The Paine family most common in northeastern Connecticut descends from Stephen1 Paine of Rehoboth, Massachusetts. In a prior post, I had mentioned Major Amos6 Paine (Amos5, Daniel4, Samuel3, Stephen2-1),[2] the second husband of my great-great-great-great-great-grandmother, who had financed the publication of Life of the late General William Eaton, a memoir of his second wife’s brother, a prominent military officer. This publication was the best documentation for the original maiden surname of his second wife, my ancestor.
Stephen Paine (DannA, GeorgeB, ThomasC-D) was born at Great Ellingham, Norfolk, probably between 1602 and 1607. He arrived on the Diligent in 1638, settling first in Hingham, Massachusetts, and later in Rehoboth, where was buried 21 August 1679.[3] The main reason I first studied this family is because they are “former ancestors.” In this family chart, my great-grandmother’s great-great-grandmother, Mary Whitmore, wife of Joseph Healy, is identified as the daughter of Daniel and Dorcas (Converse) Whitmore of Thompson, Connecticut, and descending from the Paine family of Rehoboth.
Mary’s birth is given in a 1901 genealogy as 14 September 1735. Per her gravestone in Dudley, Massachusetts, she died 20 April 1802, aged 65, which is within a year of that claimed birth date. However, the proposed parents, Daniel and Dorcas (Converse) Whitmore, had twelve children recorded in Killingly, Connecticut (the northern portion of which later became Thompson, which borders Dudley), between 1723 and 1741, and no Mary![4] Further, Daniel and Dorcas had daughter Abigail on 5 June 1733, son Aaron on 27 March 1735, and a daughter Elizabeth on 13 March 1736/37, making the probability of an unrecorded child in the mid-1730s very unlikely, and impossible at the date above. Of these former ancestors, the most painful to lose was the Chickering family behind Dorcas’s maternal grandmother, which had provided me with a distant kinship to President Benjamin Harrison. With these ancestors gone, Harrison and Chester Arthur remain the only presidents with colonial New England ancestry to whom I have not found any distant American kinship. There is a Mary Whitmore, born 3 September 1735 (recorded in both Cambridge and Lexington, Massachusetts), daughter of John and Lydia (Cutter) Whitmore, which has appeared as my Mary in numerous online trees, but I’m still searching for more definitive evidence of this connection.

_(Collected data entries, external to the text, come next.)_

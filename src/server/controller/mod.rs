//! HTTP controller endpoints for the Holocron web API.
//!
//! Axum handlers for users, characters, planets, ships and favorites. Handlers extract the
//! shared [`AppState`](crate::server::model::app::AppState), hand the request to a service
//! and map the result to a JSON response. Each handler is documented with utoipa.

pub mod character;
pub mod favorite;
pub mod planet;
pub mod ship;
pub mod user;
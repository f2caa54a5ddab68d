use std::fmt;

/// The kind of entity a favorite points at.
#[derive(Clone, Copy, Debug, PartialEq, Eq, Hash)]
pub enum FavoriteKind {
    Character,
    Planet,
    Ship,
}

impl FavoriteKind {
    pub fn as_str(&self) -> &'static str {
        match self {
            Self::Character => "character",
            Self::Planet => "planet",
            Self::Ship => "ship",
        }
    }
}

impl fmt::Display for FavoriteKind {
    fn fmt(&self, f: &mut fmt::Formatter<'_>) -> fmt::Result {
        f.write_str(self.as_str())
    }
}
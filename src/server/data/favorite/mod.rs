//! Repositories for the favorite join tables.
//!
//! The three tables share a shape: a row links one user to one character, planet or ship,
//! and the pair is unique.

pub mod character;
pub mod planet;
pub mod ship;
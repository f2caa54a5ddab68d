use serde::{Deserialize, Serialize};

use crate::{model::field::present, server::model::db::ShipModel};

#[derive(Clone, Debug, PartialEq, Serialize, Deserialize, utoipa::ToSchema)]
pub struct ShipDto {
    pub id: i32,
    pub name: Option<String>,
    pub model: Option<String>,
    pub manufacturer: Option<String>,
    pub cost_in_credits: Option<i64>,
    pub crew: Option<i64>,
}

impl From<ShipModel> for ShipDto {
    fn from(ship: ShipModel) -> Self {
        Self {
            id: ship.id,
            name: ship.name,
            model: ship.model,
            manufacturer: ship.manufacturer,
            cost_in_credits: ship.cost_in_credits,
            crew: ship.crew,
        }
    }
}

/// Request body for creating a ship
#[derive(Clone, Debug, Default, Serialize, Deserialize, utoipa::ToSchema)]
pub struct CreateShipDto {
    #[serde(default, deserialize_with = "present", skip_serializing_if = "Option::is_none")]
    #[schema(value_type = Option<String>)]
    pub name: Option<Option<String>>,
    #[serde(default, deserialize_with = "present", skip_serializing_if = "Option::is_none")]
    #[schema(value_type = Option<String>)]
    pub model: Option<Option<String>>,
    #[serde(default, deserialize_with = "present", skip_serializing_if = "Option::is_none")]
    #[schema(value_type = Option<String>)]
    pub manufacturer: Option<Option<String>>,
    #[serde(default, deserialize_with = "present", skip_serializing_if = "Option::is_none")]
    #[schema(value_type = Option<i64>)]
    pub cost_in_credits: Option<Option<i64>>,
    #[serde(default, deserialize_with = "present", skip_serializing_if = "Option::is_none")]
    #[schema(value_type = Option<i64>)]
    pub crew: Option<Option<i64>>,
}
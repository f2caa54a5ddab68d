//! Tests for favorite controller endpoints.

mod add_favorite;
mod remove_favorite;

use super::*;
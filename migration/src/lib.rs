pub use sea_orm_migration::prelude::*;

mod m20251101_000001_user;
mod m20251101_000002_character;
mod m20251101_000003_planet;
mod m20251101_000004_ship;
mod m20251101_000005_favorite_character;
mod m20251101_000006_favorite_planet;
mod m20251101_000007_favorite_ship;

pub struct Migrator;

#[async_trait::async_trait]
impl MigratorTrait for Migrator {
    fn migrations() -> Vec<Box<dyn MigrationTrait>> {
        vec![
            Box::new(m20251101_000001_user::Migration),
            Box::new(m20251101_000002_character::Migration),
            Box::new(m20251101_000003_planet::Migration),
            Box::new(m20251101_000004_ship::Migration),
            Box::new(m20251101_000005_favorite_character::Migration),
            Box::new(m20251101_000006_favorite_planet::Migration),
            Box::new(m20251101_000007_favorite_ship::Migration),
        ]
    }
}
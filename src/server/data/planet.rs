use sea_orm::{
    ActiveModelTrait, ActiveValue, ConnectionTrait, DbErr, EntityTrait, QueryOrder,
};

use crate::server::model::{db::PlanetModel, resource::NewPlanet};

pub struct PlanetRepository<'a, C: ConnectionTrait> {
    db: &'a C,
}

impl<'a, C: ConnectionTrait> PlanetRepository<'a, C> {
    /// Creates a new instance of [`PlanetRepository`]
    pub fn new(db: &'a C) -> Self {
        Self { db }
    }

    pub async fn create(&self, planet: NewPlanet) -> Result<PlanetModel, DbErr> {
        let planet = entity::planet::ActiveModel {
            name: ActiveValue::Set(planet.name),
            climate: ActiveValue::Set(planet.climate),
            population: ActiveValue::Set(planet.population),
            orbital_period: ActiveValue::Set(planet.orbital_period),
            rotation_period: ActiveValue::Set(planet.rotation_period),
            diameter: ActiveValue::Set(planet.diameter),
            ..Default::default()
        };

        planet.insert(self.db).await
    }

    /// Gets every planet ordered by ID
    pub async fn get_all(&self) -> Result<Vec<PlanetModel>, DbErr> {
        entity::prelude::Planet::find()
            .order_by_asc(entity::planet::Column::Id)
            .all(self.db)
            .await
    }

    pub async fn get_by_id(&self, planet_id: i32) -> Result<Option<PlanetModel>, DbErr> {
        entity::prelude::Planet::find_by_id(planet_id)
            .one(self.db)
            .await
    }

    /// Deletes a planet, returning the row as it was before deletion or `None` if absent
    pub async fn delete(&self, planet_id: i32) -> Result<Option<PlanetModel>, DbErr> {
        let Some(planet) = self.get_by_id(planet_id).await? else {
            return Ok(None);
        };

        entity::prelude::Planet::delete_by_id(planet.id)
            .exec(self.db)
            .await?;

        Ok(Some(planet))
    }
}
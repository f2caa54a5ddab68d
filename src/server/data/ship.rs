use sea_orm::{
    ActiveModelTrait, ActiveValue, ConnectionTrait, DbErr, EntityTrait, QueryOrder,
};

use crate::server::model::{db::ShipModel, resource::NewShip};

pub struct ShipRepository<'a, C: ConnectionTrait> {
    db: &'a C,
}

impl<'a, C: ConnectionTrait> ShipRepository<'a, C> {
    /// Creates a new instance of [`ShipRepository`]
    pub fn new(db: &'a C) -> Self {
        Self { db }
    }

    pub async fn create(&self, ship: NewShip) -> Result<ShipModel, DbErr> {
        let ship = entity::ship::ActiveModel {
            name: ActiveValue::Set(Some(ship.name)),
            model: ActiveValue::Set(ship.model),
            manufacturer: ActiveValue::Set(ship.manufacturer),
            cost_in_credits: ActiveValue::Set(ship.cost_in_credits),
            crew: ActiveValue::Set(ship.crew),
            ..Default::default()
        };

        ship.insert(self.db).await
    }

    /// Gets every ship ordered by ID
    pub async fn get_all(&self) -> Result<Vec<ShipModel>, DbErr> {
        entity::prelude::Ship::find()
            .order_by_asc(entity::ship::Column::Id)
            .all(self.db)
            .await
    }

    pub async fn get_by_id(&self, ship_id: i32) -> Result<Option<ShipModel>, DbErr> {
        entity::prelude::Ship::find_by_id(ship_id).one(self.db).await
    }

    /// Deletes a ship, returning the row as it was before deletion or `None` if absent
    pub async fn delete(&self, ship_id: i32) -> Result<Option<ShipModel>, DbErr> {
        let Some(ship) = self.get_by_id(ship_id).await? else {
            return Ok(None);
        };

        entity::prelude::Ship::delete_by_id(ship.id)
            .exec(self.db)
            .await?;

        Ok(Some(ship))
    }
}
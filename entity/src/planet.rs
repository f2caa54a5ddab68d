use sea_orm::entity::prelude::*;

#[derive(Clone, Debug, PartialEq, Eq, DeriveEntityModel)]
#[sea_orm(table_name = "planet")]
pub struct Model {
    #[sea_orm(primary_key)]
    pub id: i32,
    pub name: String,
    pub climate: Option<String>,
    pub population: Option<String>,
    pub orbital_period: Option<String>,
    pub rotation_period: Option<String>,
    pub diameter: Option<String>,
}

#[derive(Copy, Clone, Debug, EnumIter, DeriveRelation)]
pub enum Relation {
    #[sea_orm(has_many = "super::favorite_planet::Entity")]
    FavoritePlanet,
}

impl Related<super::favorite_planet::Entity> for Entity {
    fn to() -> RelationDef {
        Relation::FavoritePlanet.def()
    }
}

impl ActiveModelBehavior for ActiveModel {}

As for the fish peddler John Paine who inspired this post, he was very likely from a different Paine family and is not treated by Bowen (although John is mentioned by Bowen in a section on the family of his wife Lillian Bugbee, who is a distant relative of mine via the Child family). John’s father Christopher Paine (1817-1897) of Killingly, Connecticut, was the son of Joseph and Drusilla Paine of Foster, Rhode Island, and that is as far back and I can go, despite several online trees getting a bit wild with alleged earlier ancestry. What a pain! Oh well, these are not even my Paines anyway, and I know there are a few Vita Brevis readers specializing in other Pain(e) families of New England!
Continued here.
[1] Despite the card saying Payne, nearly everything else for the grocer says Paine.
[2] Major Amos6 Paine (1766-1848).
[3] Sidney L. Paine, “The English Ancestry of Stephen Paine of Rehoboth, Plymouth Colony,” Register 143 [1989]: 143: 291-302.
[4] A summary of the family of Daniel and Dorcas (Converse) Whitmore can also be found in the 1907 Whitmore Genealogy. For an interesting DNA article on the Jewish origins of the Converse family of Massachusetts, see Carolyn A. Converse, “Y-DNA Studies of an Early New England Family Indicate Possible Jewish Ancestry,” American Ancestors Magazine 20: 2 [2019]: 60-62.